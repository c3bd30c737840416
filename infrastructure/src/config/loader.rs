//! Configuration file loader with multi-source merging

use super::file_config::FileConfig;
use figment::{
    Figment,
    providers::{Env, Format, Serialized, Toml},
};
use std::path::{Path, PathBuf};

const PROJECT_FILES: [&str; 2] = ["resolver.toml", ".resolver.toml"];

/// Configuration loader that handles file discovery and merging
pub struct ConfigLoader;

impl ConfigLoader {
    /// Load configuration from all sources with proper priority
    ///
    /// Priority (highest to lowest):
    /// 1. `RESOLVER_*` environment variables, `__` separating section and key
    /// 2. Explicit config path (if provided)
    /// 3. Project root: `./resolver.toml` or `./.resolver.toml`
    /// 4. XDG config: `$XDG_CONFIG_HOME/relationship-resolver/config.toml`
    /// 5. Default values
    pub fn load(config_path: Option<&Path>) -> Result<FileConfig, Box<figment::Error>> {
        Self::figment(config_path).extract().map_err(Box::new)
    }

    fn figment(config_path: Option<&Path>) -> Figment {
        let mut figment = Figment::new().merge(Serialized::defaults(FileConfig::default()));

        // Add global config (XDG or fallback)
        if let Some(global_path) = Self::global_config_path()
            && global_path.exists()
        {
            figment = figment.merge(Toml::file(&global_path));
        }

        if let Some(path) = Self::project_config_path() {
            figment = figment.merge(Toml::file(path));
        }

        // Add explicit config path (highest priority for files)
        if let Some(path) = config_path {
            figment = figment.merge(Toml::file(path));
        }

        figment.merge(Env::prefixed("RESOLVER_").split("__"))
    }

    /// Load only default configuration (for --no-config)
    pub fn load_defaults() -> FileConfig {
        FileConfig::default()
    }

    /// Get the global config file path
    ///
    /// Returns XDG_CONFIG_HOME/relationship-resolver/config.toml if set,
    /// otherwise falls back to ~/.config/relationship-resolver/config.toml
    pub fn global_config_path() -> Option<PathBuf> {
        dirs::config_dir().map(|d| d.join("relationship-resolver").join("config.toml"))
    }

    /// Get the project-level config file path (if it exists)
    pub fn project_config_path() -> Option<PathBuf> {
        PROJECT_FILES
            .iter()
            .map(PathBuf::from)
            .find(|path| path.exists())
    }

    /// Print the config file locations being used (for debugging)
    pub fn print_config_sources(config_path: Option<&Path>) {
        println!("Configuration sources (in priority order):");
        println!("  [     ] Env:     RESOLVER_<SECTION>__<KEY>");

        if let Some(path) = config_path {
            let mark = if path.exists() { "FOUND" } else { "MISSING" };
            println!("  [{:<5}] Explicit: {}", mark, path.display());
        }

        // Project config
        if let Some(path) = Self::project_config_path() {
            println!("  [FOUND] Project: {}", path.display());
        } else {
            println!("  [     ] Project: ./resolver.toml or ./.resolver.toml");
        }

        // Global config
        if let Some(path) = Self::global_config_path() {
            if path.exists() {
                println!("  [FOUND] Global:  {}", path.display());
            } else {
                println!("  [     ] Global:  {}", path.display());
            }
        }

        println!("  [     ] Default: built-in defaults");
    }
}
--
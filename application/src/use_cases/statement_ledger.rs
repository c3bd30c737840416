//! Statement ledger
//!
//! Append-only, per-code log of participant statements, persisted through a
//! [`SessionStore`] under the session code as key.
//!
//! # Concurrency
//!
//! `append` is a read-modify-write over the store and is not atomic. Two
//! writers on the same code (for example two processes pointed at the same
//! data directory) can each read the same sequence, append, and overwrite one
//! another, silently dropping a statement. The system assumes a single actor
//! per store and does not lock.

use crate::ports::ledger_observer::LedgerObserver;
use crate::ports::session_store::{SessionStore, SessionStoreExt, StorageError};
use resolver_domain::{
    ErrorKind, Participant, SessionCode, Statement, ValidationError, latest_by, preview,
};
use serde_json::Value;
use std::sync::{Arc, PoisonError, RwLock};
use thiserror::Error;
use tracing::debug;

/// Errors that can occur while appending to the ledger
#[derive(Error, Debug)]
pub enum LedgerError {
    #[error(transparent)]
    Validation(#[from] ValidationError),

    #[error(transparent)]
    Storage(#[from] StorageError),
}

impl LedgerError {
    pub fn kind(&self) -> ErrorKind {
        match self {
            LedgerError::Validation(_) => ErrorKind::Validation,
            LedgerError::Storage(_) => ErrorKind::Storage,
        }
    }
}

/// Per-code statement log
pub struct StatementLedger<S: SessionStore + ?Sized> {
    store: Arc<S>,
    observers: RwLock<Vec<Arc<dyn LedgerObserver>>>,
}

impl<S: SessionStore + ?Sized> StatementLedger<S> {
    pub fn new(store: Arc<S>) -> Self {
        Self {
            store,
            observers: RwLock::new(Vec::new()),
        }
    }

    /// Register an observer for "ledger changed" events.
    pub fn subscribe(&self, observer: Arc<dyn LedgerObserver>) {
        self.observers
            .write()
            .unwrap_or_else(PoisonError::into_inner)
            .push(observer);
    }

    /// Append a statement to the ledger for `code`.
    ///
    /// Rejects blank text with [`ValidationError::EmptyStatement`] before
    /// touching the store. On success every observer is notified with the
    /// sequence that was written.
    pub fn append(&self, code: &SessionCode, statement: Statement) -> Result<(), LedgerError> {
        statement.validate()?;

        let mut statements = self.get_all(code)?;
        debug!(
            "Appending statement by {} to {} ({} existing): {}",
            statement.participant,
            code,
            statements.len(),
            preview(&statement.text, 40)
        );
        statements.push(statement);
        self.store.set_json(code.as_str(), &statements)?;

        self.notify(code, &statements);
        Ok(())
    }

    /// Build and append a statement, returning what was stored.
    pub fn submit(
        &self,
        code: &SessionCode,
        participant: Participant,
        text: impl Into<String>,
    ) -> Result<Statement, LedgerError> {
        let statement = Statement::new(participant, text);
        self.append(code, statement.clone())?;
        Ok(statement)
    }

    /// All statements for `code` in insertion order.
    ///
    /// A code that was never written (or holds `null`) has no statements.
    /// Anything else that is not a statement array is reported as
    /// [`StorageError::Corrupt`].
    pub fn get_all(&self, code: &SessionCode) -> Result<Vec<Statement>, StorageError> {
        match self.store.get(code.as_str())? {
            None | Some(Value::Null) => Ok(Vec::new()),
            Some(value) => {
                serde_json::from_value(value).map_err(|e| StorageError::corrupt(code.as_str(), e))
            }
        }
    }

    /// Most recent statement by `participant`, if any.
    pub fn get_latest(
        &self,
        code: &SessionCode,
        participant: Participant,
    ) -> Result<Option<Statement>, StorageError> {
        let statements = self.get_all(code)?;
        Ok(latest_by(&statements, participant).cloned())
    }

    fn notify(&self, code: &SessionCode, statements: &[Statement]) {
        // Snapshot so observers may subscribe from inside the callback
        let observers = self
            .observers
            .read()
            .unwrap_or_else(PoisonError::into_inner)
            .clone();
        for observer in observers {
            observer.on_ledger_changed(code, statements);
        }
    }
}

TASK REQUIREMENTS: For this exercise, return every line from the data that holds the string "StatementLedger".

ANSWER TO THE EXERCISE:
pub struct StatementLedger<S: SessionStore + ?Sized> {
impl<S: SessionStore + ?Sized> StatementLedger<S> {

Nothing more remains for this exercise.